We have learned that we want the people around us, and those who care about us, to know what is going on, but don't always have the energy to talk about it over and over. We will be sharing was is "on our hearts" as we go through this journey. We welcome you to check in as often as you like. Thoughts and prayers are much appreciated. You are always welcome to reach out individually, but please feel free to leave comments on our posts and we will try to respond to everyone when we can. We are also planning to use this platform to share news when we don't have time or energy to send to everyone.

Some of our posts may be more emotional, and some may be about more mundane things. Once we get to step 4, it could take anywhere between 1 day and a year or more to reach step 5. We have no way to know. As we are in that waiting period, we do know that one of the things that will be helpful to us will be to keep busy - board game nights, movies, etc. If you are nearby, please do reach out. While Jodie can't be doing anything too strenuous right now, we still want to connect with people. If things come up that we need or could use help on, we may post it here, or reach out specifically to those who have let us know they want to help.

Thank you for walking with us through this journey as we share what is on our hearts. Please check back for updates. We will add information as it becomes available and as we go through the process ahead.

God bless,
Jodie & Peter Elliott

Sunday, November 15, 2020

Home again

We got home to NC safe and sound this evening. It was very nice to be able to see folks and be there for Catherine and Travis. It was also really hard in lots of ways. I do think that we did everything we should have. We wore kn95s and fabric masks outside for pictures with the family. We stayed at least 8 feet away from anyone without a mask on, except for the 30 seconds of them taking the photos. Everyone moved away so Peter and I could take a picture without our masks on to be photshopped in. At the ceremony, everyone was masked except for the bride, groom, and pastor. We had on both our kn95s and fabric masks, were away from everyone else, and were seated higher up. We walked in 5 minutes before the ceremony started, and left immediately after, so were only inside for 25 minutes. We did not give anyone a hug that day - which was so hard. It was so great to be there, but really hard to leave. I do think that they took all the precautions you can in this type of situation, with the inherent risk of eating inside. 

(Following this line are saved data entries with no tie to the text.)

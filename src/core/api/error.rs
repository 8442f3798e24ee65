//! Canonical API error shape.
//!
//! The backend has grown three historical error envelopes:
//! `{"error": {"code", "message"}}`, DRF's `{"detail": "..."}`, and
//! field-keyed validation maps (`{"email": ["required"]}`). All of them are
//! reconciled here into one `ApiError`, so pages never inspect raw bodies.

use serde_json::Value;

/// Result of every request executor call. `Result` makes the
/// one-of-data-or-error invariant structural.
pub type ApiResult<T> = Result<T, ApiError>;

/// Uniform client-side error for all API calls.
#[derive(Debug, Clone, PartialEq, Eq, thiserror::Error)]
pub enum ApiError {
    /// The call never reached the server or was aborted. Not retried.
    #[error("{0}")]
    Network(String),

    /// Session invalid and unrecoverable after one refresh attempt. Local
    /// session state is cleared before this is returned.
    #[error("Session expired")]
    Unauthorized,

    /// Structured or validation error from the backend.
    #[error("{message}")]
    Api { code: String, message: String },
}

impl ApiError {
    /// Stable machine-readable code, mirroring the wire-level taxonomy.
    pub fn code(&self) -> &str {
        match self {
            ApiError::Network(_) => "NETWORK_ERROR",
            ApiError::Unauthorized => "UNAUTHORIZED",
            ApiError::Api { code, .. } => code,
        }
    }

    pub fn api(code: impl Into<String>, message: impl Into<String>) -> Self {
        ApiError::Api {
            code: code.into(),
            message: message.into(),
        }
    }
}

/// Build an `ApiError` from a non-2xx response body.
///
/// Preference order: server-supplied `error` object, then `detail`, then
/// concatenated field validation errors, then the HTTP status text.
pub fn shape_error(status: u16, status_text: &str, body: &Value) -> ApiError {
    if let Some(envelope) = body.get("error") {
        let code = envelope
            .get("code")
            .and_then(Value::as_str)
            .unwrap_or("API_ERROR")
            .to_string();
        let message = envelope
            .get("message")
            .map(join_messages)
            .filter(|m| !m.is_empty())
            .unwrap_or_else(|| fallback_status(status, status_text));
        return ApiError::Api { code, message };
    }

    let mut message = body
        .get("detail")
        .and_then(Value::as_str)
        .unwrap_or_default()
        .to_string();

    if message.is_empty() {
        if let Some(map) = body.as_object() {
            message = map
                .iter()
                .filter(|(key, _)| key.as_str() != "error")
                .map(|(key, val)| format!("{}: {}", key, join_messages(val)))
                .collect::<Vec<_>>()
                .join("; ");
        }
    }

    if message.is_empty() {
        message = fallback_status(status, status_text);
    }

    ApiError::api("API_ERROR", message)
}

/// The wire allows `message` to be a string or an array of strings; arrays
/// are joined with ", " for display.
pub fn join_messages(value: &Value) -> String {
    match value {
        Value::String(s) => s.clone(),
        Value::Array(items) => items
            .iter()
            .map(|item| match item {
                Value::String(s) => s.clone(),
                other => other.to_string(),
            })
            .collect::<Vec<_>>()
            .join(", "),
        other => other.to_string(),
    }
}

fn fallback_status(status: u16, status_text: &str) -> String {
    if status_text.is_empty() {
        format!("HTTP {}", status)
    } else {
        status_text.to_string()
    }
}

#[cfg(test)]
mod tests {
    use super::*;
    use serde_json::json;

    #[test]
    fn test_error_codes() {
        assert_eq!(ApiError::Network("down".into()).code(), "NETWORK_ERROR");
        assert_eq!(ApiError::Unauthorized.code(), "UNAUTHORIZED");
        assert_eq!(ApiError::api("THROTTLED", "slow down").code(), "THROTTLED");
    }

    #[test]
    fn test_shape_error_prefers_server_envelope() {
        let body = json!({
            "error": { "code": "INVALID_CREDENTIALS", "message": "Bad login" },
            "detail": "ignored"
        });
        let err = shape_error(400, "Bad Request", &body);
        assert_eq!(err.code(), "INVALID_CREDENTIALS");
        assert_eq!(err.to_string(), "Bad login");
    }

    #[test]
    fn test_shape_error_joins_array_messages() {
        let body = json!({
            "error": { "code": "VALIDATION", "message": ["too short", "too simple"] }
        });
        let err = shape_error(400, "Bad Request", &body);
        assert_eq!(err.to_string(), "too short, too simple");
    }

    #[test]
    fn test_shape_error_falls_back_to_detail() {
        let body = json!({ "detail": "Not found." });
        let err = shape_error(404, "Not Found", &body);
        assert_eq!(err.code(), "API_ERROR");
        assert_eq!(err.to_string(), "Not found.");
    }

    #[test]
    fn test_shape_error_concatenates_field_errors() {
        let body = json!({
            "email": ["This field is required."],
            "password": ["Too short.", "Too common."]
        });
        let err = shape_error(400, "Bad Request", &body);
        let message = err.to_string();
        assert!(message.contains("email: This field is required."));
        assert!(message.contains("password: Too short., Too common."));
        assert!(message.contains("; "));
    }

    #[test]
    fn test_shape_error_skips_empty_bodies() {
        let err = shape_error(502, "Bad Gateway", &json!({}));
        assert_eq!(err.to_string(), "Bad Gateway");

        // Malformed bodies degrade to null upstream; status text still wins.
        let err = shape_error(500, "", &Value::Null);
        assert_eq!(err.to_string(), "HTTP 500");
    }

    #[test]
    fn test_shape_error_envelope_without_message() {
        let body = json!({ "error": { "code": "ODD" } });
        let err = shape_error(418, "I'm a teapot", &body);
        assert_eq!(err.code(), "ODD");
        assert_eq!(err.to_string(), "I'm a teapot");
    }

    #[test]
    fn test_join_messages_non_string_values() {
        assert_eq!(join_messages(&json!(42)), "42");
        assert_eq!(join_messages(&json!(["a", 1])), "a, 1");
    }
}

It is bitterswwet though, as Chicago just limited gatherings for weddings to 10 people for the next 30 days. That means Shaun and Melanie can't have their wedding as planned. I feel awful for them to be disapointed, but also feel like it is probably a lot safer. I am sad that we won't yet be able to see my family due to covid. I also found out that someone close to me, despite all their precations and using proper PPE in their job, tested positive and is sick with covid. Its scary how, even when you do everything right, there is still a risk. I'm not overly worried, but of course since our bubble just got so much bigger the last few days, I'm going to be nervous for the next 2 weeks and hoping/praying that no one gets sick, and that we didn't catch anything. What is interesting is that I'm not sure, even if covid was not here, if I could have attended something in a goup of 25 at this point post transplant. So I may have needed to be in a mask and not stayed for dinner anyways. 

Back to work tomorrow, but wishing I could take a day off. I have clinic on Tuesday, and we usually get there early, so planning to have the rest of the day be a rest day. Excited to sleep in our own bed tonight, and see the puppy in the morning. Also, Peter's cousin Joe and his wife Angie had a little girl on Friday who is needing a little time in the NICU before she can go home. She is getting better and it isn't too serious, but prayers for Cara-June would be appreciated. Stay safe. Wear your mask. I know this probably sounds hypocritical given our recent trip, but now really is the time to be tightening your social circles, staying home, and being extra careful.